[Opening DATA EXCERPTS section]
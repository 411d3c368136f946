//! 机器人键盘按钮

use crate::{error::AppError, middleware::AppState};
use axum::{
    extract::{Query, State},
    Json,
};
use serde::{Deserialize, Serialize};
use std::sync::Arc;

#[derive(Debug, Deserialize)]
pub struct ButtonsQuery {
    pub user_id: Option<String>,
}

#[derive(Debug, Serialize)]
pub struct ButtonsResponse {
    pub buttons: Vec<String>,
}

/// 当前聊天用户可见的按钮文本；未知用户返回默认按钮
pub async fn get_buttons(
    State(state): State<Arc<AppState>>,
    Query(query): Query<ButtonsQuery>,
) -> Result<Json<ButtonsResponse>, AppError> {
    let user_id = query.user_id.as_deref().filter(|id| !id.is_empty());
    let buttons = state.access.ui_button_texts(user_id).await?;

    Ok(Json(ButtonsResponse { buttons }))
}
[Closing DATA EXCERPTS section]
Repeat all of the records above exactly as they appear.

repository 411d3c368136f946
//! 机器人键盘按钮

use crate::{error::AppError, middleware::AppState};
use axum::{
    extract::{Query, State},
    Json,
};
use serde::{Deserialize, Serialize};
use std::sync::Arc;

#[derive(Debug, Deserialize)]
pub struct ButtonsQuery {
    pub user_id: Option<String>,
}

#[derive(Debug, Serialize)]
pub struct ButtonsResponse {
    pub buttons: Vec<String>,
}

/// 当前聊天用户可见的按钮文本；未知用户返回默认按钮
pub async fn get_buttons(
    State(state): State<Arc<AppState>>,
    Query(query): Query<ButtonsQuery>,
) -> Result<Json<ButtonsResponse>, AppError> {
    let user_id = query.user_id.as_deref().filter(|id| !id.is_empty());
    let buttons = state.access.ui_button_texts(user_id).await?;

    Ok(Json(ButtonsResponse { buttons }))
}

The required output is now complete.